A carruagem seguia silenciosa, e o jovem Cavalcante olhava fixamente pela janela, mas não via as árvores nem as casas passando.
O que via era ela.
O vento mexendo nos cabelos curtos, o olhar doce, as palavras simples e sinceras.
Nada naquilo fazia sentido e, ainda assim, tudo nele parecia profundamente perturbado.
-Por que não consigo esquecê-la?. pensou.
Havia conhecido tantas mulheres de famílias poderosas, belas, refinadas… mas nenhuma delas o olhara daquele jeito.
Não com medo, nem com adoração.
Mas com uma mistura de firmeza e inocência que o desconcertava.
—Pobre moça.— murmurou para si— Nem imagina o tipo de mundo no qual está prestes a entrar.
Quando a carruagem parou diante do portão de ferro da mansão, o céu já escurecia. Servos correram para recebê-lo, mas ele passou direto, ignorando cumprimentos e formalidades.
Subiu as escadas de mármore e tirou o sobretudo, jogando-o sobre uma poltrona no corredor.
O som dos passos elegantes ecoou antes que uma voz feminina, serena e bem articulada, o chamasse:
— Estefano.
Ele se virou.
Sua mãe, Dona Francesca Cavalcante, aproximava-se com a graça de uma mulher acostumada a ser temida tanto quanto admirada.
Os cabelos escuros estavam presos num coque impecável, e o vestido de seda verde-escura refletia o brilho das lamparinas do corredor.
Ela sorriu, mas havia frieza em seu olhar.
— Seu pai me contou sobre… o que você sugeriu.
Estefano manteve-se firme.
— Referes-te à aliança com o senhor Pérez?

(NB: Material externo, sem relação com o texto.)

//! Growing the grammar from tagged tokens.
//!
//! The base grammar only knows part-of-speech tags. Before each parse, every
//! token contributes the lexical rule `TAG -> 'word'` so the parser can reach
//! it. Rules accumulate in the shared [`RuleStore`] and are never removed, so
//! later utterances parse against everything seen before.

use dialog_grammar::tokenizer::{Token, tokenize_line};
use dialog_grammar::{LexicalRule, RuleStore};
use tracing::{trace, warn};

/// Possessive tags such as `PRP$` cannot name a nonterminal as they are.
const POSSESSIVE_MARKER: char = '$';
const POSSESSIVE_SUFFIX: &str = "POS";

/// Rewrite a possessive tag to a valid nonterminal name: `PRP$` becomes
/// `PRPPOS`. Other tags are returned unchanged.
pub fn grammar_tag(tag: &str) -> String {
    match tag.strip_suffix(POSSESSIVE_MARKER) {
        Some(base) => format!("{base}{POSSESSIVE_SUFFIX}"),
        None => tag.to_string(),
    }
}

/// The word a token contributes to the grammar, without a trailing `?`.
pub fn grammar_word(token: &str) -> &str {
    token.strip_suffix('?').unwrap_or(token)
}

/// Whether `rule` renders to a line that reads back as the same tag and word.
fn reads_back(rule: &LexicalRule) -> bool {
    match tokenize_line(&rule.to_string(), 0).as_deref() {
        Ok([Token::Nonterminal(tag), Token::Arrow, Token::Terminal(word)]) => {
            *tag == rule.tag && *word == rule.word
        }
        _ => false,
    }
}

/// Add one lexical rule per token to `store`.
///
/// `tags` is rewritten in place so possessive tags match the rules added for
/// them. Tags that cannot be written as a nonterminal (punctuation tags such
/// as `.`) and tokens that are empty once `?` is removed add nothing. Returns
/// the number of rules that were new.
pub fn extend_rules(store: &mut RuleStore, tokens: &[String], tags: &mut [String]) -> usize {
    let mut added = 0;

    for (token, tag) in tokens.iter().zip(tags.iter_mut()) {
        *tag = grammar_tag(tag);

        let word = grammar_word(token);
        let rule = LexicalRule::new(tag.as_str(), word);
        if word.is_empty() || !reads_back(&rule) {
            warn!(%token, %tag, "token cannot be written as a lexical rule");
            continue;
        }

        if !store.contains(&rule) {
            trace!(%rule, "adding lexical rule");
            store.insert(rule);
            added += 1;
        }
    }

    added
}

#[cfg(test)]
mod tests {
    use super::*;
    use dialog_grammar::Grammar;
    use pretty_assertions::assert_eq;

    fn strings(words: &[&str]) -> Vec<String> {
        words.iter().map(|word| word.to_string()).collect()
    }

    #[test]
    fn adds_one_rule_per_new_pair() {
        let mut store = RuleStore::new("S -> NNP VBZ NNS");
        let mut tags = strings(&["NNP", "VBZ", "NNS"]);

        let added = extend_rules(&mut store, &strings(&["Thomas", "likes", "dogs"]), &mut tags);

        assert_eq!(added, 3);
        assert_eq!(
            store.text(),
            "S -> NNP VBZ NNS\nNNP -> 'Thomas'\nVBZ -> 'likes'\nNNS -> 'dogs'\n"
        );
    }

    #[test]
    fn repeated_pairs_add_nothing() {
        let mut store = RuleStore::new("S -> NN");
        let tokens = strings(&["dog", "dog"]);
        assert_eq!(extend_rules(&mut store, &tokens, &mut strings(&["NN", "NN"])), 1);
        assert_eq!(extend_rules(&mut store, &tokens, &mut strings(&["NN", "NN"])), 0);
        assert_eq!(store.len(), 1);
    }

    #[test]
    fn possessive_tags_are_rewritten_in_rule_and_sequence() {
        let mut store = RuleStore::new("S -> POSS NN\nPOSS -> PRPPOS | WPPOS");
        let mut tags = strings(&["PRP$", "NN"]);

        extend_rules(&mut store, &strings(&["my", "book"]), &mut tags);

        assert_eq!(tags, strings(&["PRPPOS", "NN"]));
        assert!(store.contains(&LexicalRule::new("PRPPOS", "my")));
        assert_eq!(grammar_tag("WP$"), "WPPOS");
    }

    #[test]
    fn question_mark_is_stripped_from_words() {
        let mut store = RuleStore::new("S -> NNS");
        extend_rules(&mut store, &strings(&["dogs?"]), &mut strings(&["NNS"]));
        assert!(store.contains(&LexicalRule::new("NNS", "dogs")));
        assert!(!store.contains(&LexicalRule::new("NNS", "dogs?")));
    }

    #[test]
    fn punctuation_tags_are_skipped() {
        let mut store = RuleStore::new("S -> NN");
        let added = extend_rules(&mut store, &strings(&["?", "!"]), &mut strings(&[".", "."]));
        assert_eq!(added, 0);
        assert!(Grammar::compile(&store.text()).is_ok());
    }

    #[test]
    fn words_with_quotes_still_compile() {
        let mut store = RuleStore::new("S -> NN");
        extend_rules(&mut store, &strings(&["rock'n'roll"]), &mut strings(&["NN"]));
        let grammar = Grammar::compile(&store.text()).unwrap();
        assert!(grammar.covers("rock'n'roll"));
    }

    #[test]
    fn words_with_backslashes_keep_the_store_compilable() {
        let mut store = RuleStore::new("S -> NN");
        let tokens = strings(&["C:\\", "a\\b", "dogs\\"]);

        let added = extend_rules(&mut store, &tokens, &mut strings(&["NN", "NN", "NN"]));

        assert_eq!(added, 3);
        let grammar = Grammar::compile(&store.text()).unwrap();
        assert!(grammar.uncovered(&tokens).is_empty());
    }

    #[test]
    fn tags_that_do_not_read_back_are_skipped() {
        let mut store = RuleStore::new("S -> NN");
        let added = extend_rules(
            &mut store,
            &strings(&["(", "dog"]),
            &mut strings(&["-LRB-", "NN VB"]),
        );
        assert_eq!(added, 0);
        assert!(store.is_empty());
    }
}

— Refiro-me ao absurdo de querer unir o nome Cavalcante ao de um madeireiro falido — retrucou ela, o tom doce e venenoso. — E, pelo que soube, a uma de suas filhas.
Ele cruzou os braços, evitando demonstrar irritação.
— Foi uma sugestão prática. Se o homem não puder pagar, uma aliança familiar sela a dívida. É política, mãe.
Francesca deu uma risadinha breve, o olhar afiado.
— Política? Não se faça de t**o, meu filho. Seu pai pode até acreditar nisso, mas eu o conheço. — Aproximou-se lentamente, com o olhar penetrante. — Fale-me da moça.
Estefano desviou o olhar por um instante.
— Chama-se Amélie. É… diferente das outras.
— Diferente? — Ela arqueou uma sobrancelha, intrigada. — Diferente como?
Ele hesitou, depois respondeu com sinceridade que não planejava demonstrar:
— Não tem o brilho das damas de nossa classe. Mas tem… algo que não sei nomear. Uma serenidade. Um olhar honesto.
Francesca o observou em silêncio, como quem pesa as palavras de um filho ainda imaturo.
Depois, andou até a janela e falou com a voz calma, porém cortante:
— O olhar honesto de uma mulher pobre é apenas um espelho que reflete a compaixão dos tolos.
Estefano cerrou a mandíbula.
— Está me chamando de t**o?
— Estou dizendo que você é jovem. E que o sangue Cavalcante não foi forjado para se misturar com sentimentalismos. — Ela se voltou, o tom ficando mais frio. — Essas pessoas vivem na lama, Estefano. A pobreza é uma doença, e o coração fraco se contamina facilmente por piedade.
Ele a encarou, firme, mas o olhar denunciava o conflito que crescia dentro dele.
— Talvez o senhor Pérez tenha perdido muito… mas sua filha não me pareceu doente de nada.
Francesca o fitou longamente, decepcionada.
— Está começando a falar como um homem que confunde caridade com desejo.
— E se for desejo? — respondeu ele, num impulso.
O silêncio que seguiu foi pesado.
Francesca deu um passo à frente, aproximando-se o suficiente para que ele sentisse o perfume leve de jasmim o mesmo que o embalara na infância.
— Então trate de sufocá-lo antes que ele destrua o nome que carrega.
Ela pousou a mão no rosto do filho, suave, mas o gesto trazia ameaça.
— Ou juro que serei eu quem lembrará ao mundo quem são os Cavalcante.
Dizendo isso, afastou-se com elegância, o som do vestido ecoando pelo corredor.
Estefano ficou parado, imóvel.
O olhar voltado para o vazio, o coração pulsando rápido.
Sabia que a mãe estava certa a família jamais aceitaria tal união.
Mas, ao fechar os olhos, tudo o que via era o rosto de Amélie.
E tudo o que sentia era o desejo irracional de vê-la novamente mesmo que isso significasse desafiar o próprio sangue.